Does anyone really understand big data?

Does anyone really understand big data?

Summary: We all hear this and that about big data but does anyone really understand it? The short answer is 'yes', but the list is of those who do is very short. What is it about big data that makes it so hard to understand?

TOPICS: Big Data

The single point that makes understanding big data so elusive is that we, as a technology community, weren't really prepared for big data or its management. You might say, "Yes, we were." But the truth is that we weren't and here's why. 90 percent of the world's data was generated in the last two years*. That's the reason why we were caught off our guard. There's so much new data produced every day from social media sites, industrial sensors, satellites, cell phones, photographs, documents, and much more. Every day our data grows by more than 2.5 quintillion bytes (2,500,000,000,000,000,000) or just over two billion (2,328,306,436.5) gigabytes. That data has to be stored somewhere—even temporarily—and sent through databases and applications for analysis. There's so much new data piling up that its storage, management, and analysis are overwhelming. This is why very few really understand big data.

This huge amount of data is why you're hearing so much about big data and why its understanding is difficult. As I've said in the past, data has always been big relative to our capacity to store, retrieve, analyze, organize, archive, and purge but now the situation is almost out of our collective control.

We know how the data is generated. We know generally why we're generating that data. We know what we're supposed to do with that data but what we don't know is how to handle that much data.

"...we, as a technology community, weren't really prepared for big data or its management."

In fact, we're not even sure how to handle the metadata generated by big data. 

As a side note, you might have heard a lot about metadata lately concerning the private information that the NSA has captured and analyzed. Metadata is data about data. It's a strange concept but, simply stated, metadata is a description of your data and you use metadata all the time but might not realize it. For example, when you snap a digital picture, the metadata for that picture is the size, date, location, dimensions, pixels, and so on.

Other types of metadata:

  • Means of creation of the data
  • Purpose of the data
  • Time and date of creation
  • Creator or author of the data
  • Location on a computer network where the data were created
  • Standards used

All you have to do to check out metadata for a photo is to right click the photo file, select Properties, and then select the Details tab.
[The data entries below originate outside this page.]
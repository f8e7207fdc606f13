use crate::catalog;
use crate::commands::{create, CmdMessage, CmdResult, CreateOpts};
use crate::error::{ActError, Result};
use crate::platform::Platform;
use rand::Rng;

/// Bulk-create synthetic activity items. The component/type pair is chosen
/// once and shared by the whole batch, not re-rolled per iteration.
/// `skip_comments` leaves `activity_comment` out of the draw; rebuilding
/// comment trees after every insert is expensive on the host side.
pub fn run<P: Platform, R: Rng>(
    platform: &mut P,
    rng: &mut R,
    count: usize,
    opts: &CreateOpts,
    skip_comments: bool,
) -> Result<CmdResult> {
    let component = match &opts.component {
        Some(c) => c.clone(),
        None => catalog::random_component(platform, rng)?,
    };
    let kind = match &opts.kind {
        Some(k) => k.clone(),
        None => {
            let types = catalog::types_for(&component)
                .ok_or_else(|| ActError::UnknownComponent(component.clone()))?;
            let eligible: Vec<&str> = types
                .iter()
                .copied()
                .filter(|t| !skip_comments || *t != "activity_comment")
                .collect();
            if eligible.is_empty() {
                return Err(ActError::NoEligibleComponent);
            }
            eligible[rng.random_range(0..eligible.len())].to_string()
        }
    };

    let batch_opts = CreateOpts {
        component: Some(component.clone()),
        kind: Some(kind.clone()),
        ..opts.clone()
    };

    let mut result = CmdResult::default();
    for _ in 0..count {
        let created = create::run(platform, rng, &batch_opts)?;
        result.created_ids.extend(created.created_ids);
    }

    result.add_message(CmdMessage::success(format!(
        "Generated {} activity item(s) ({}/{}).",
        result.created_ids.len(),
        component,
        kind
    )));
    Ok(result)
}

#[cfg(test)]
mod tests {
    use super::*;
    use rand::rngs::StdRng;
    use rand::SeedableRng;

    use crate::platform::memory::fixtures::PlatformFixture;

    #[test]
    fn zero_count_creates_nothing_and_succeeds() {
        let mut fixture = PlatformFixture::new().with_user(1, "Ada");
        let mut rng = StdRng::seed_from_u64(1);

        let result = run(
            &mut fixture.platform,
            &mut rng,
            0,
            &CreateOpts::default(),
            false,
        )
        .unwrap();

        assert!(result.created_ids.is_empty());
        assert!(fixture.platform.activities().unwrap().is_empty());
    }

    #[test]
    fn the_whole_batch_shares_one_type() {
        let mut fixture = PlatformFixture::new().with_users(4);
        let mut rng = StdRng::seed_from_u64(9);

        let opts = CreateOpts {
            component: Some("profile".to_string()),
            ..CreateOpts::default()
        };
        run(&mut fixture.platform, &mut rng, 25, &opts, false).unwrap();

        let rows = fixture.platform.activities().unwrap();
        assert_eq!(rows.len(), 25);
        let first_kind = rows[0].kind.clone();
        assert!(rows.iter().all(|a| a.kind == first_kind));
    }

    #[test]
    fn skip_comments_never_draws_the_comment_type() {
        let mut fixture = PlatformFixture::new()
            .with_active_components(&["activity"])
            .with_users(2);

        for seed in 0..20 {
            let mut rng = StdRng::seed_from_u64(seed);
            run(
                &mut fixture.platform,
                &mut rng,
                1,
                &CreateOpts::default(),
                true,
            )
            .unwrap();
        }

        assert!(fixture
            .platform
            .activities()
            .unwrap()
            .iter()
            .all(|a| a.kind == "activity_update"));
    }
}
You can see that metadata also takes up space but is not the data itself. It is data about data. So we could discuss big metadata as well as big data. Now you probably have a better idea of why our data grows at such a high rate, when you understand that there's more to data than just the data itself.

To clarify, metadata doesn't make big data big, it makes big data bigger.

Now that you have an understanding of data and metadata, you can now explore what big data is.

Big data is a lot of data. It's more data than we've ever dealt with before and from more disparate sources. Plus the metadata. It's a lot to think about. It's a lot to store. It's a lot to analyze. And those are the major issues of big data.

When data becomes so big that its sheer size is the problem, it is big data.

Still, you might wonder, what makes big data so difficult to understand?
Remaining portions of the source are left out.